Unfortunately, it’s not that simple. Psychological safety can be difficult to evaluate because managers are inherently biased away from truly critiquing whether they have established a psychologically safe atmosphere. Confirmation bias will highlight examples that confirm a safe set-up and ignore examples that do not. After all, each manager does not see themselves as intimidating, so they imagine no one else will either. There are also a multitude of reasons that a team member may decide to not share an idea up and out. Fear of repercussions from a mistake, holding off on a potentially unpopular proposal during the annual review season, or even just not wanting to create more concerns in a stressful environment can all be contributing factors.
Psychological safety can also be difficult to maintain because it must be a constant. Imagine if you were on a team and were comfortable sharing ideas before, one day, your manager completely ripped apart a new proposal. Even at only 1 in 100 times, you would likely be less forthcoming in the future. It is even a well-studied phenomenon that the randomness of the negative reaction would make its effect more influential.2 The inverse application of this idea is what makes the slot machine so addictive. All this to say, if you are not actively promoting a psychologically safe team environment, it is probably not as healthy as you think.
Three traits of psychologically safe teams
Given the important yet delicate nature of psychological safety, managers should be mindful of how to nurture it. There are a few things we must do to establish a team environment that supports psychological safety, per Amy Edmondson who introduced the concept3.
- Frame the work as a learning problem, not an execution problem
- Acknowledge your own fallibility
- Model curiosity and ask lots of questions
Frame the work as a learning problem, not an execution problem
The world is unfathomably complicated. Countless variables occur around any event and the simple multiplication of those variable factors against each other create a multitude of potential outcomes. As a very basic example, if you have 2 colors of socks and 2 colors of shoes there are 4 potential pairings you could choose between. But with only 4 of each, you get 16 potential outcomes. If we apply this thought to something actually useful, think about how many inputs go into any business decision the team makes. The current margin, the specific stakeholders, recent performance trends, and many many more considerations are at play. Mathematically, you only see any given situation once. Maybe twice. Further, our constantly evolving digital world, modern consumer behavior, and evolving competitive strategies are regularly shifting. Realistically, everything that you see you are seeing for the first time. Think about that. Seriously. Stop reading and think about that for one minute.
Ok, welcome back. Amy Edmondson’s first callout should now be self-evident. Everything has to be a learning problem. Some input will always be changing, which makes it impossible for anything to be a purely executional problem. If we define “execution” as the “carrying out or putting into effect of a plan, order, or course of action” then we must recognize that execution is thoughtless.4 For us then, nothing is purely execution because some aspect is always new.

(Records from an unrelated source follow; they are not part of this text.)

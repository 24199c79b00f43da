//! Cross-origin policy.
//!
//! Allowed origins are echoed back rather than answered with `*`, which
//! keeps the policy usable together with credentials.

use std::time::Duration;

use axum::http::{HeaderName, HeaderValue, Method, request::Parts};
use thiserror::Error;
use tower_http::cors::{AllowHeaders, AllowMethods, AllowOrigin, CorsLayer};

use launchpad_core::CorsSettings;

pub const DEFAULT_MAX_AGE: Duration = Duration::from_secs(86_400);

const WILDCARD: &str = "*";

#[derive(Debug, Error, PartialEq, Eq)]
pub enum CorsError {
    #[error("invalid CORS method `{0}`")]
    InvalidMethod(String),

    #[error("invalid CORS header `{0}`")]
    InvalidHeader(String),
}

#[derive(Debug, Clone, PartialEq, Eq)]
pub struct CorsPolicy {
    pub allow_origins: Vec<String>,
    pub allow_credentials: bool,
    pub allow_methods: Vec<String>,
    pub allow_headers: Vec<String>,
    pub max_age: Duration,
}

impl CorsPolicy {
    /// Any origin, method and header; credentials allowed.
    pub fn permissive() -> Self {
        Self {
            allow_origins: vec![WILDCARD.to_string()],
            allow_credentials: true,
            allow_methods: vec![WILDCARD.to_string()],
            allow_headers: vec![WILDCARD.to_string()],
            max_age: DEFAULT_MAX_AGE,
        }
    }

    pub fn from_settings(settings: &CorsSettings) -> Self {
        Self {
            allow_origins: settings.allow_origins.clone(),
            allow_credentials: settings.allow_credentials,
            allow_methods: settings.allow_methods.clone(),
            allow_headers: settings.allow_headers.clone(),
            max_age: DEFAULT_MAX_AGE,
        }
    }

    /// `*` allows everything, `*.example.com` allows subdomains of
    /// `example.com` on any scheme, anything else must match exactly.
    pub fn is_origin_allowed(&self, origin: &str) -> bool {
        self.allow_origins
            .iter()
            .any(|allowed| origin_matches(allowed.trim(), origin))
    }

    pub fn layer(&self) -> Result<CorsLayer, CorsError> {
        let allow_methods = if contains_wildcard(&self.allow_methods) {
            AllowMethods::mirror_request()
        } else {
            let methods = self
                .allow_methods
                .iter()
                .map(|m| {
                    Method::from_bytes(m.trim().to_ascii_uppercase().as_bytes())
                        .map_err(|_| CorsError::InvalidMethod(m.clone()))
                })
                .collect::<Result<Vec<_>, _>>()?;
            AllowMethods::list(methods)
        };

        let allow_headers = if contains_wildcard(&self.allow_headers) {
            AllowHeaders::mirror_request()
        } else {
            let headers = self
                .allow_headers
                .iter()
                .map(|h| {
                    HeaderName::from_bytes(h.trim().as_bytes())
                        .map_err(|_| CorsError::InvalidHeader(h.clone()))
                })
                .collect::<Result<Vec<_>, _>>()?;
            AllowHeaders::list(headers)
        };

        let policy = self.clone();
        let allow_origin = AllowOrigin::predicate(move |origin: &HeaderValue, _: &Parts| {
            origin
                .to_str()
                .map(|origin| policy.is_origin_allowed(origin))
                .unwrap_or(false)
        });

        Ok(CorsLayer::new()
            .allow_origin(allow_origin)
            .allow_methods(allow_methods)
            .allow_headers(allow_headers)
            .allow_credentials(self.allow_credentials)
            .max_age(self.max_age))
    }
}

fn contains_wildcard(values: &[String]) -> bool {
    values.iter().any(|v| v.trim() == WILDCARD)
}

fn origin_matches(allowed: &str, origin: &str) -> bool {
    if allowed == WILDCARD {
        return true;
    }

    match allowed.strip_prefix("*.") {
        Some(domain) => {
            let host = origin
                .split_once("://")
                .map_or(origin, |(_, rest)| rest);
            let host = host.split(':').next().unwrap_or(host);
            host.len() > domain.len() + 1
                && host
                    .to_ascii_lowercase()
                    .ends_with(&format!(".{}", domain.to_ascii_lowercase()))
        }
        None => allowed.eq_ignore_ascii_case(origin.trim_end_matches('/')),
    }
}

#[cfg(test)]
mod tests {
    use axum::{
        Router,
        body::Body,
        http::{Request, StatusCode, header},
        routing::get,
    };
    use tower::ServiceExt;

    use super::*;

    fn policy(origins: &[&str]) -> CorsPolicy {
        CorsPolicy {
            allow_origins: origins.iter().map(|o| o.to_string()).collect(),
            ..CorsPolicy::permissive()
        }
    }

    #[test]
    fn wildcard_allows_everything() {
        let policy = CorsPolicy::permissive();
        assert!(policy.is_origin_allowed("https://anything.test"));
        assert!(policy.is_origin_allowed("null"));
    }

    #[test]
    fn exact_origins_must_match() {
        let policy = policy(&["https://app.example.com", "http://localhost:3000"]);
        assert!(policy.is_origin_allowed("https://app.example.com"));
        assert!(policy.is_origin_allowed("http://localhost:3000"));
        assert!(!policy.is_origin_allowed("http://app.example.com"));
        assert!(!policy.is_origin_allowed("http://localhost:3001"));
    }

    #[test]
    fn subdomain_wildcards_match_on_host_suffix() {
        let policy = policy(&["*.example.com"]);
        assert!(policy.is_origin_allowed("https://app.example.com"));
        assert!(policy.is_origin_allowed("http://a.b.example.com:8080"));
        assert!(!policy.is_origin_allowed("https://example.com"));
        assert!(!policy.is_origin_allowed("https://evilexample.com"));
        assert!(!policy.is_origin_allowed("https://example.com.evil.io"));
    }

    #[test]
    fn invalid_method_or_header_is_rejected() {
        let mut bad = CorsPolicy::permissive();
        bad.allow_methods = vec!["GET".into(), "NOT A METHOD".into()];
        assert_eq!(
            bad.layer().unwrap_err(),
            CorsError::InvalidMethod("NOT A METHOD".into())
        );

        let mut bad = CorsPolicy::permissive();
        bad.allow_headers = vec!["x ok".into()];
        assert!(matches!(bad.layer(), Err(CorsError::InvalidHeader(_))));
    }

    fn app(policy: &CorsPolicy) -> Router {
        Router::new()
            .route("/", get(|| async { "ok" }))
            .layer(policy.layer().unwrap())
    }

    fn preflight(origin: &str) -> Request<Body> {
        Request::builder()
            .method("OPTIONS")
            .uri("/")
            .header(header::ORIGIN, origin)
            .header(header::ACCESS_CONTROL_REQUEST_METHOD, "POST")
            .header(header::ACCESS_CONTROL_REQUEST_HEADERS, "authorization")
            .body(Body::empty())
            .unwrap()
    }

    #[tokio::test]
    async fn preflight_mirrors_allowed_origin_with_credentials() {
        let response = app(&policy(&["https://app.example.com"]))
            .oneshot(preflight("https://app.example.com"))
            .await
            .unwrap();

        assert_eq!(response.status(), StatusCode::OK);
        let headers = response.headers();
        assert_eq!(
            headers[header::ACCESS_CONTROL_ALLOW_ORIGIN],
            "https://app.example.com"
        );
        assert_eq!(headers[header::ACCESS_CONTROL_ALLOW_CREDENTIALS], "true");
        assert_eq!(headers[header::ACCESS_CONTROL_ALLOW_METHODS], "POST");
        assert_eq!(headers[header::ACCESS_CONTROL_ALLOW_HEADERS], "authorization");
        assert_eq!(headers[header::ACCESS_CONTROL_MAX_AGE], "86400");
    }

    #[tokio::test]
    async fn disallowed_origin_gets_no_cors_headers() {
        let response = app(&policy(&["https://app.example.com"]))
            .oneshot(preflight("https://evil.test"))
            .await
            .unwrap();

        assert!(
            !response
                .headers()
                .contains_key(header::ACCESS_CONTROL_ALLOW_ORIGIN)
        );
    }

    #[tokio::test]
    async fn explicit_method_list_is_sent_verbatim() {
        let mut policy = policy(&["*"]);
        policy.allow_methods = vec!["get".into(), "POST".into()];

        let response = app(&policy)
            .oneshot(preflight("https://any.test"))
            .await
            .unwrap();

        assert_eq!(
            response.headers()[header::ACCESS_CONTROL_ALLOW_METHODS],
            "GET,POST"
        );
    }
}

If you are hoping to build psychological safety in your team, the first change is to instill this culture of learning. Talk about this framing with the entire team and in our 1:1s. However, leaders must also demonstrate this belief through their actions. Pre-mortems and post-mortems, coaching the team to include lessons learned as part of any presentation or report, and asking questions about lessons learned at the start of the feedback process are a useful way to highlight the importance of learning as a part of the process. Additionally, shaping overall team behaviors to reinforce this framework can be helpful. Encourage highly frequent communication amongst the team - in a team slack channel or between those nearby as someone works through an analysis. This can be a self-reinforcing mechanism for knowledge sharing as the team learns from others and are reminded to share their own lessons learned.
Acknowledge your own fallibility
It would be disingenuous to preach everything as a learning situation but to never admit your own mistakes or lessons learned. People tend to reciprocate in relationships. If you are guarded about mistakes and what you don’t know, the team will be similarly guarded. If you are open about where your knowledge falls short or how you were wrong, the team will be similarly transparent. I generally like to use self-deprecating humor too, not only for its hilarity but because it helps demonstrate comfort with being a work in progress.
It is critical to note that if you - as the leader - have not fully reconciled the fact that you may be wrong, this framework will unravel quickly. If you’ve built a good team there are things that they will know better than you. And if you have psychological safety, they should tell you when you have things wrong. If you are not prepared, your response will be defensive, the team will notice, and their sense of safety will drop. It is hard to coach others on fighting their demons if you still need to overcome them yourself.
Model curiosity and ask lots of questions
Questions are good for so many reasons. At a glance, Edmondson’s first two recommendations are more reactive. The actions implicitly rely on a project coming along that can help us learn or requires us to acknowledge we were wrong. Questions are powerful because they can be proactive. It puts learning on our own terms as we seek out information when we want it rather than when problems arise around us. It also teaches the skill of identifying our knowledge gaps and filling them. How many times does a problem highlight something that we had not even been aware of before? Curiosity teaches us how to step back from a problem and, with that distance, see all of its angles. This can help us preempt issues and even find market opportunities before our competitors.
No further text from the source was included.